• _WORK TO COMPLETE_
The answer is the set of lines that include "impl", copied from the data below.

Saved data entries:
BEGIN
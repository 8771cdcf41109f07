//! Team hierarchy via materialized paths
//!
//! A team's position in its organization tree is stored as a
//! dot-separated chain of team ids ending in the team's own id, e.g.
//! `root.child.leaf`. Ancestor lookup is a prefix scan over these
//! strings, and moving a subtree is a prefix rewrite applied to the
//! moved team and every descendant in one transaction.

use std::fmt;
use std::str::FromStr;

/// Result type for path operations
pub type PathResult<T> = Result<T, PathError>;

/// Errors that can occur while building or rebasing a team path
#[derive(Debug, Clone, PartialEq, Eq)]
pub enum PathError {
    /// Empty path string provided
    EmptyPath,
    /// A path segment is empty (`a..b`)
    EmptySegment,
    /// A team id contains the segment separator
    InvalidSegment(String),
    /// Rebase prefix does not match the path
    PrefixMismatch { path: String, prefix: String },
}

impl fmt::Display for PathError {
    fn fmt(&self, f: &mut fmt::Formatter<'_>) -> fmt::Result {
        match self {
            Self::EmptyPath => write!(f, "Team path cannot be empty"),
            Self::EmptySegment => write!(f, "Team path segment cannot be empty"),
            Self::InvalidSegment(seg) => {
                write!(f, "Team id may not contain '.': '{}'", seg)
            }
            Self::PrefixMismatch { path, prefix } => {
                write!(f, "'{}' is not a prefix of '{}'", prefix, path)
            }
        }
    }
}

impl std::error::Error for PathError {}

/// Materialized path of a team within its organization
///
/// # Examples
///
/// ```
/// use warden_core::hierarchy::TeamPath;
///
/// let path: TeamPath = "root.child.leaf".parse().unwrap();
/// assert_eq!(path.team_id(), "leaf");
/// assert_eq!(path.ancestors(), ["root", "child"]);
/// ```
#[derive(Debug, Clone, PartialEq, Eq, Hash)]
pub struct TeamPath {
    /// Original path string
    raw: String,
    /// Parsed segments, outermost ancestor first
    segments: Vec<String>,
}

impl TeamPath {
    /// Parses a stored path string
    pub fn new(s: &str) -> PathResult<Self> {
        if s.is_empty() {
            return Err(PathError::EmptyPath);
        }

        let segments: Vec<String> = s.split('.').map(|s| s.to_string()).collect();
        if segments.iter().any(|s| s.is_empty()) {
            return Err(PathError::EmptySegment);
        }

        Ok(Self {
            raw: s.to_string(),
            segments,
        })
    }

    /// Builds the path of a team under an optional parent
    ///
    /// A root team's path is just its own id.
    pub fn for_team(parent: Option<&TeamPath>, team_id: &str) -> PathResult<Self> {
        if team_id.is_empty() {
            return Err(PathError::EmptySegment);
        }
        if team_id.contains('.') {
            return Err(PathError::InvalidSegment(team_id.to_string()));
        }

        match parent {
            Some(p) => Self::new(&format!("{}.{}", p.raw, team_id)),
            None => Self::new(team_id),
        }
    }

    /// Returns the raw path string
    pub fn as_str(&self) -> &str {
        &self.raw
    }

    /// Returns the path segments, outermost ancestor first
    pub fn segments(&self) -> &[String] {
        &self.segments
    }

    /// Returns the id of the team the path belongs to (last segment)
    pub fn team_id(&self) -> &str {
        self.segments
            .last()
            .expect("validated path has at least one segment")
    }

    /// Returns ancestor team ids, outermost first, excluding the team itself
    pub fn ancestors(&self) -> &[String] {
        &self.segments[..self.segments.len() - 1]
    }

    /// Returns the parent path if the team is not a root
    pub fn parent(&self) -> Option<Self> {
        if self.segments.len() <= 1 {
            return None;
        }

        let parent = self.segments[..self.segments.len() - 1].join(".");
        Self::new(&parent).ok()
    }

    /// Returns the depth of the team (number of segments)
    pub fn depth(&self) -> usize {
        self.segments.len()
    }

    /// Checks whether `other` sits strictly inside this team's subtree
    ///
    /// Used to reject moves that would parent a team under one of its
    /// own descendants.
    pub fn is_ancestor_of(&self, other: &TeamPath) -> bool {
        other.segments.len() > self.segments.len()
            && other.segments[..self.segments.len()] == self.segments[..]
    }

    /// Checks whether this path is the given path or inside its subtree
    pub fn is_within(&self, other: &TeamPath) -> bool {
        self == other || other.is_ancestor_of(self)
    }

    /// Rewrites this path after its subtree root moved
    ///
    /// `old_prefix` is the subtree root's previous path and
    /// `new_prefix` its path after the move; every stored descendant
    /// path is rebased with the same pair.
    pub fn rebase(&self, old_prefix: &TeamPath, new_prefix: &TeamPath) -> PathResult<Self> {
        if !self.is_within(old_prefix) {
            return Err(PathError::PrefixMismatch {
                path: self.raw.clone(),
                prefix: old_prefix.raw.clone(),
            });
        }

        let tail = &self.segments[old_prefix.segments.len()..];
        let mut segments = new_prefix.segments.clone();
        segments.extend_from_slice(tail);
        Self::new(&segments.join("."))
    }
}

impl FromStr for TeamPath {
    type Err = PathError;

    fn from_str(s: &str) -> Result<Self, Self::Err> {
        Self::new(s)
    }
}

impl fmt::Display for TeamPath {
    fn fmt(&self, f: &mut fmt::Formatter<'_>) -> fmt::Result {
        write!(f, "{}", self.raw)
    }
}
END
• _RESULT OF THIS EXERCISE_
impl fmt::Display for PathError {
impl std::error::Error for PathError {}
impl TeamPath {
impl FromStr for TeamPath {
impl fmt::Display for TeamPath {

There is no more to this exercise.